Task item:
Both the line containing "Some(ext.to_ascii_lowercase())" and the last line of the listing are included: write out exactly the lines from one to the other.

Entries provided:
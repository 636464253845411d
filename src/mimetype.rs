//! Mimetype and file-name helpers
//!
//! Cache entries reference two dictionary strings: the full mimetype
//! (`application/msword`) and its mimepart, the top-level media type
//! (`application`). Extensions are derived from the entry name.

/// Top-level media type of a mimetype.
///
/// `font/opentype` → `font`. A string without `/` is its own part.
pub fn mimepart(mimetype: &str) -> &str {
    match mimetype.split_once('/') {
        Some((part, _)) => part,
        None => mimetype,
    }
}

/// Last path component, the name the cache stores next to the full path.
pub fn file_name(path: &str) -> &str {
    let trimmed = path.trim_end_matches('/');
    match trimmed.rsplit_once('/') {
        Some((_, name)) => name,
        None => trimmed,
    }
}

/// Lowercased extension of a file name, without the dot.
///
/// Returns `None` for names without a dot or ending in one. A leading dot
/// (`.apk`) still counts: the cache matches on `%.apk` suffixes.
pub fn extension(name: &str) -> Option<String> {
    let (_, ext) = name.rsplit_once('.')?;
    if ext.is_empty() {
        return None;
    }
    Some(ext.to_ascii_lowercase())
}

/// Whether `name` carries the extension `ext` (case-insensitive).
pub fn has_extension(name: &str, ext: &str) -> bool {
    extension(name).is_some_and(|e| e.eq_ignore_ascii_case(ext))
}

Task response:
    Some(ext.to_ascii_lowercase())
}

/// Whether `name` carries the extension `ext` (case-insensitive).
pub fn has_extension(name: &str, ext: &str) -> bool {
    extension(name).is_some_and(|e| e.eq_ignore_ascii_case(ext))
}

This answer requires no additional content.